=== SUPPLIED ENTRIES ===
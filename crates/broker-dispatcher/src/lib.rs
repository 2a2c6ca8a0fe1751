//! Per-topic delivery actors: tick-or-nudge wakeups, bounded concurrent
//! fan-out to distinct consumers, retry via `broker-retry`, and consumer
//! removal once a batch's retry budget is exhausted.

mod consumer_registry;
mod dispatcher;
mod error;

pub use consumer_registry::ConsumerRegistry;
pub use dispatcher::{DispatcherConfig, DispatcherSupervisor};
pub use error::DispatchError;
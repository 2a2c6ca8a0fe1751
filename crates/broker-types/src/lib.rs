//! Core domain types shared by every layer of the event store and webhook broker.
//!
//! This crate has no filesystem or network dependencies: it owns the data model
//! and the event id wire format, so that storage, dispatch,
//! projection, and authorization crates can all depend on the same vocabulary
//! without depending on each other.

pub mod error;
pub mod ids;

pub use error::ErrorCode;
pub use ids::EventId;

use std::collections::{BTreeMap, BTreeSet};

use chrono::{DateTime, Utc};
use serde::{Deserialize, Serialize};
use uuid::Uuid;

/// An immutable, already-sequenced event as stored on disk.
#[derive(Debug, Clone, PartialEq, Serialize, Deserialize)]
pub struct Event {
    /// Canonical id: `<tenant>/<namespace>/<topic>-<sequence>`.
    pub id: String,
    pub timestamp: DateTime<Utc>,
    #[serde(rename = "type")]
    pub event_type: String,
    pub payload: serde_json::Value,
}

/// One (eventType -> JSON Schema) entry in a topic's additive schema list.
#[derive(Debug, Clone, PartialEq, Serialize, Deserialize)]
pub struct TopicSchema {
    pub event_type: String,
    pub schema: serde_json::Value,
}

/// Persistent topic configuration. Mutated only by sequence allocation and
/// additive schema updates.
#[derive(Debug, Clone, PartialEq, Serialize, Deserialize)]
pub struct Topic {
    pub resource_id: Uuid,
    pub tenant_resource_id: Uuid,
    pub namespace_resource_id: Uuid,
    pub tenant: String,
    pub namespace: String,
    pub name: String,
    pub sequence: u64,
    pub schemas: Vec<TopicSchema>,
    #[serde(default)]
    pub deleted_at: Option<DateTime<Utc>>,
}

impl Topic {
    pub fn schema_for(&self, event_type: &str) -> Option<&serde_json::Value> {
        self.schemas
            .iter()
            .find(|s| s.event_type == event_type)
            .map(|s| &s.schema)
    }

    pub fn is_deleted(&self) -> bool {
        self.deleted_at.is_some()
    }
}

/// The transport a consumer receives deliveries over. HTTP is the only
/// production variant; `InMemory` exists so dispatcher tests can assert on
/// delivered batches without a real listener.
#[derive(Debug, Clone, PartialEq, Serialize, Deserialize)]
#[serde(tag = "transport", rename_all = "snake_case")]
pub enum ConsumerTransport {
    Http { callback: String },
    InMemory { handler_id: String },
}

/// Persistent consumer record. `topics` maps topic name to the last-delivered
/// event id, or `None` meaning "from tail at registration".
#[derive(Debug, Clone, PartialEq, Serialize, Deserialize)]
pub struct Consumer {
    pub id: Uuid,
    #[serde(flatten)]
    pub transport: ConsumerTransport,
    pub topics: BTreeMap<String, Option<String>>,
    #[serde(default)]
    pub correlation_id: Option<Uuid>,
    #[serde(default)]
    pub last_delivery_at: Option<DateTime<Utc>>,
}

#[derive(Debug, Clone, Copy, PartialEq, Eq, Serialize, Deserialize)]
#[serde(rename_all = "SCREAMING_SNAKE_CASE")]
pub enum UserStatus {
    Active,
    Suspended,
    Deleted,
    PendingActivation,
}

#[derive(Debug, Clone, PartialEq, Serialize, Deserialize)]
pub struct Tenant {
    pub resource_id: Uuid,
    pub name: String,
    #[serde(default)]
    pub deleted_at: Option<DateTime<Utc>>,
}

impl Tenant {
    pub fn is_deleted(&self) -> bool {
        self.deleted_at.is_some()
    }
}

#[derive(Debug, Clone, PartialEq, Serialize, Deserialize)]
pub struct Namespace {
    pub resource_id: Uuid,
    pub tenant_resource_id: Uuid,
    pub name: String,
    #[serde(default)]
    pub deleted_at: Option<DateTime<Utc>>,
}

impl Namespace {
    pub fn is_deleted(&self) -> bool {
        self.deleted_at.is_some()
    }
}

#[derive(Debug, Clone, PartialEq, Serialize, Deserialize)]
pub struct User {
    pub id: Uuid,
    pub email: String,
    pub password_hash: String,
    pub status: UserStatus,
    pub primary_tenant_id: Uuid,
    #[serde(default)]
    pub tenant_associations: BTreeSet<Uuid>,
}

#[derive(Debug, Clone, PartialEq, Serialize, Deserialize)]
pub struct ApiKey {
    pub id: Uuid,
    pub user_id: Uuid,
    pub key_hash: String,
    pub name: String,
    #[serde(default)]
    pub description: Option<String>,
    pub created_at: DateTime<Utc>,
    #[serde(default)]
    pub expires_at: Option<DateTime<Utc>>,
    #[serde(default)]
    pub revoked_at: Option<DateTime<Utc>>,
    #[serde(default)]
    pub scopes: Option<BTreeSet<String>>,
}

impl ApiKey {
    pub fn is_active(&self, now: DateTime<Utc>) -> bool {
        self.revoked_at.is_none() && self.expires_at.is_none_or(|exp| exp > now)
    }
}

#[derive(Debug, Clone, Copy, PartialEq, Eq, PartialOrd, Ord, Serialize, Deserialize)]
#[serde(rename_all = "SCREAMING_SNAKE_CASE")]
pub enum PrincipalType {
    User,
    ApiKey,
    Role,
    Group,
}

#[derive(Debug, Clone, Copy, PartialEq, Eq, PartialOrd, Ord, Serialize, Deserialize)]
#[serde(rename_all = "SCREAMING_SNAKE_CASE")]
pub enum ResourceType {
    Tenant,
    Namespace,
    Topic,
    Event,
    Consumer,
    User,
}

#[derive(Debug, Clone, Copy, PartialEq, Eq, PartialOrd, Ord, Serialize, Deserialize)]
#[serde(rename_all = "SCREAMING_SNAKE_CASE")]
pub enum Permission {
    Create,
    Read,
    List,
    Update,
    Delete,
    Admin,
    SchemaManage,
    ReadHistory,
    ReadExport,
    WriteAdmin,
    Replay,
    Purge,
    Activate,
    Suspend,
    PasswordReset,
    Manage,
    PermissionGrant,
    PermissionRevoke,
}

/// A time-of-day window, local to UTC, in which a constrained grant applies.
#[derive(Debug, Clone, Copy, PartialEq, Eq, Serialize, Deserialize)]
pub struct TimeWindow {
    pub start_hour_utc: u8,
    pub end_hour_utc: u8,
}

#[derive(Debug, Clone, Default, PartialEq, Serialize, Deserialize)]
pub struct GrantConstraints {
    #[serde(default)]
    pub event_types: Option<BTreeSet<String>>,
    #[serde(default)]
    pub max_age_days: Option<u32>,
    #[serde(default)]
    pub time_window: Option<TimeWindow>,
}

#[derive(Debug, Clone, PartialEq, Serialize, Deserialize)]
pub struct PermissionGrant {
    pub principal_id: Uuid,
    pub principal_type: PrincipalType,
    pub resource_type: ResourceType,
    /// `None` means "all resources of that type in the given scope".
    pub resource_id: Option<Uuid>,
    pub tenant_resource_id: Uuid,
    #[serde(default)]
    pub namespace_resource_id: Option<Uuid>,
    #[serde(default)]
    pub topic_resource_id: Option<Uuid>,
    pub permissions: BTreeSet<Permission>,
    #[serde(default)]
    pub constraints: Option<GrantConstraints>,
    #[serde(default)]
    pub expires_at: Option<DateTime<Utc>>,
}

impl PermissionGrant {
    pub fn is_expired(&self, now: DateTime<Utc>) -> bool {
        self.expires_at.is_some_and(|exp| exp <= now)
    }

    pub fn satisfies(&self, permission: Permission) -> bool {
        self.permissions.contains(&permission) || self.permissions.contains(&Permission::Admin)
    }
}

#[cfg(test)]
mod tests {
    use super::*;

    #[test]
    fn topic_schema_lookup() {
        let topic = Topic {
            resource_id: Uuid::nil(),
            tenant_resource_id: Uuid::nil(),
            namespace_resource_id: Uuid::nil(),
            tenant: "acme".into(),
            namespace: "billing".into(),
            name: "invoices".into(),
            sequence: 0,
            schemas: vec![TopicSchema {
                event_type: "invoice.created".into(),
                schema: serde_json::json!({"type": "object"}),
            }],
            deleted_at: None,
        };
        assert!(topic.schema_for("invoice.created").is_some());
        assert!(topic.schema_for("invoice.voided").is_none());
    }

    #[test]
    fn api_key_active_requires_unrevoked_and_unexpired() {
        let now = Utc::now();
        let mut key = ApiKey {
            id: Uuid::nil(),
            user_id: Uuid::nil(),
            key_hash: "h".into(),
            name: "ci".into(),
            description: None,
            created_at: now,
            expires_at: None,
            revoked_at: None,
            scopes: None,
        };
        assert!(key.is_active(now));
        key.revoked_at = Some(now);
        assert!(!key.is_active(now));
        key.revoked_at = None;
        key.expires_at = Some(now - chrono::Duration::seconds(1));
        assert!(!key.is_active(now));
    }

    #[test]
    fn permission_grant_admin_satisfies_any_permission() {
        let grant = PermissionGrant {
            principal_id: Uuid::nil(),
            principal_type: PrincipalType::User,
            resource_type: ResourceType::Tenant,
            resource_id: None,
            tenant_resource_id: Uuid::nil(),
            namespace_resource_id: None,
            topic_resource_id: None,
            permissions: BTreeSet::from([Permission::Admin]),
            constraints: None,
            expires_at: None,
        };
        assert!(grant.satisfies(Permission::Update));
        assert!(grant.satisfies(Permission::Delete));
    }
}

...

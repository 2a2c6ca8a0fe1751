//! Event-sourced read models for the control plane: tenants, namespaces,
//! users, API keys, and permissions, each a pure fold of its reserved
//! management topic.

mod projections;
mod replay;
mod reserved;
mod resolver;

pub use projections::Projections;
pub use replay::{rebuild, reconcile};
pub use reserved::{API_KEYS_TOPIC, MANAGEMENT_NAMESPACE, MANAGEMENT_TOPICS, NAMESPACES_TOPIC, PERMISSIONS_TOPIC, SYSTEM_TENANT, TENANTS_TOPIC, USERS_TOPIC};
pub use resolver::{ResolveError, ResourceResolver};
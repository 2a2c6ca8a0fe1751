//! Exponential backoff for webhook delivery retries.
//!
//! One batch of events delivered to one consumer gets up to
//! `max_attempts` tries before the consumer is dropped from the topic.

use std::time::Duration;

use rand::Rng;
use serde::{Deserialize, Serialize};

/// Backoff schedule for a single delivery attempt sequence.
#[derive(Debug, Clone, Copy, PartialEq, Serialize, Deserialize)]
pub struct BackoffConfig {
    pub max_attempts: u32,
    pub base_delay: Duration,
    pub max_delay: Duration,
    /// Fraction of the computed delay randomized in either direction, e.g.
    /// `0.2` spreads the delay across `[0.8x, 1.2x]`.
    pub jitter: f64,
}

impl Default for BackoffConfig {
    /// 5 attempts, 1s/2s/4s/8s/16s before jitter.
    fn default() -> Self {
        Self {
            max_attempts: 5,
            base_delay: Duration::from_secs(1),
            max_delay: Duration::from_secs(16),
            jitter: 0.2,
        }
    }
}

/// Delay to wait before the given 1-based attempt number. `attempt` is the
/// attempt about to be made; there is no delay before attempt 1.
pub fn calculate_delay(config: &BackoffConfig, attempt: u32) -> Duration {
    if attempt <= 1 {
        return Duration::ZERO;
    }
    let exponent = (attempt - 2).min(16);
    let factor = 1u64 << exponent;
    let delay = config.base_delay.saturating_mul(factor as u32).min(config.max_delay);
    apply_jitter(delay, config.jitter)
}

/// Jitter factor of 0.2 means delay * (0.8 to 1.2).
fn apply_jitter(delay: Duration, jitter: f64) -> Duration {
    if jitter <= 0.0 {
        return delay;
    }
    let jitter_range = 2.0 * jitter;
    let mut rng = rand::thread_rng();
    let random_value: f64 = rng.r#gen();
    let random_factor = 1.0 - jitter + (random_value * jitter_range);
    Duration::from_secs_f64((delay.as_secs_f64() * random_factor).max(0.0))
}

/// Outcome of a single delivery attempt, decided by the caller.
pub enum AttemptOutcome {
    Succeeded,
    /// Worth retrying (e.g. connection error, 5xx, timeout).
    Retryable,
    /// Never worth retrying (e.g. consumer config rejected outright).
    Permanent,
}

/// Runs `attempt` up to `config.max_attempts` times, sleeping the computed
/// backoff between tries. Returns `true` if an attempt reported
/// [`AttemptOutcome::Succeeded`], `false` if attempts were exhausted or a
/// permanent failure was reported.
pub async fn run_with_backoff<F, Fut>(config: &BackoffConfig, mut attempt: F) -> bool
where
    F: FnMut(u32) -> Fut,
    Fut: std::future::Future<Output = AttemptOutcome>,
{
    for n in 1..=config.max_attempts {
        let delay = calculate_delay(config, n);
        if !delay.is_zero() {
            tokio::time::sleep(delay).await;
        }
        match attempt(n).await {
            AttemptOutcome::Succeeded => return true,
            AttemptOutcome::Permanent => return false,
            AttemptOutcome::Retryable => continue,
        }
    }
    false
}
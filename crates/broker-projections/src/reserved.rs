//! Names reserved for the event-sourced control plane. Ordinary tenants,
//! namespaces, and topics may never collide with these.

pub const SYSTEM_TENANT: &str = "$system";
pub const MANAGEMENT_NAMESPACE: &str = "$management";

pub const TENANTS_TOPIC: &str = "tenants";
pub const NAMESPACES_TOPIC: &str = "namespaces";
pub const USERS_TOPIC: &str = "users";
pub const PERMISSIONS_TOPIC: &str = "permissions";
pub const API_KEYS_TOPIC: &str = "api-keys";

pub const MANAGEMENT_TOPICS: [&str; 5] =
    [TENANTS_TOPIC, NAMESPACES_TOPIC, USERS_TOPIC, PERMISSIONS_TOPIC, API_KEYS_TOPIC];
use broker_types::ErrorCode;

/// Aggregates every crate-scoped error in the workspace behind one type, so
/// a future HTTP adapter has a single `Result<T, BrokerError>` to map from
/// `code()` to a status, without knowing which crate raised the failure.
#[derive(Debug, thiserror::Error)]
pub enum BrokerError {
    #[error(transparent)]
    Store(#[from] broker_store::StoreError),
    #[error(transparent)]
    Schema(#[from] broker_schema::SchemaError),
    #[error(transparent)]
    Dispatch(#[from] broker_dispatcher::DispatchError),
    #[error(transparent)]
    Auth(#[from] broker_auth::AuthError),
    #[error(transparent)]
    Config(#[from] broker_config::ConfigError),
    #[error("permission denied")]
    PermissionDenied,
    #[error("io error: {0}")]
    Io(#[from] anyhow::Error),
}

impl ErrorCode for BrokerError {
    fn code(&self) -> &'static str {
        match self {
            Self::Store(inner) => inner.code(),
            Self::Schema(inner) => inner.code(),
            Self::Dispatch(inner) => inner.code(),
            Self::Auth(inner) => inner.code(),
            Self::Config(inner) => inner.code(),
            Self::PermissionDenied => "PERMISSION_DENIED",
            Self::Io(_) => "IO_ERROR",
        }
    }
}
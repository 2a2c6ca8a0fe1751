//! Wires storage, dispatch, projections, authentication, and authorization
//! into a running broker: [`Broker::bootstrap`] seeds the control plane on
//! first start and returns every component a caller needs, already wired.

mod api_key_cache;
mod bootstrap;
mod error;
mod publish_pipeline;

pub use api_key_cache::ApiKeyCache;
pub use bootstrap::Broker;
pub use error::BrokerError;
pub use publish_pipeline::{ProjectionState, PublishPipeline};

=== WORK TO COMPLETE ===
Taking the entries above, write out exactly the lines starting with the line containing "pub fn is_expired(&self, now: DateTime<Utc>)" and going on through the line containing "let now = Utc::now();", both included, and nothing else.

=== ANSWER FOR THE TASK ===
    pub fn is_expired(&self, now: DateTime<Utc>) -> bool {
        self.expires_at.is_some_and(|exp| exp <= now)
    }

    pub fn satisfies(&self, permission: Permission) -> bool {
        self.permissions.contains(&permission) || self.permissions.contains(&Permission::Admin)
    }
}

#[cfg(test)]
mod tests {
    use super::*;

    #[test]
    fn topic_schema_lookup() {
        let topic = Topic {
            resource_id: Uuid::nil(),
            tenant_resource_id: Uuid::nil(),
            namespace_resource_id: Uuid::nil(),
            tenant: "acme".into(),
            namespace: "billing".into(),
            name: "invoices".into(),
            sequence: 0,
            schemas: vec![TopicSchema {
                event_type: "invoice.created".into(),
                schema: serde_json::json!({"type": "object"}),
            }],
            deleted_at: None,
        };
        assert!(topic.schema_for("invoice.created").is_some());
        assert!(topic.schema_for("invoice.voided").is_none());
    }

    #[test]
    fn api_key_active_requires_unrevoked_and_unexpired() {
        let now = Utc::now();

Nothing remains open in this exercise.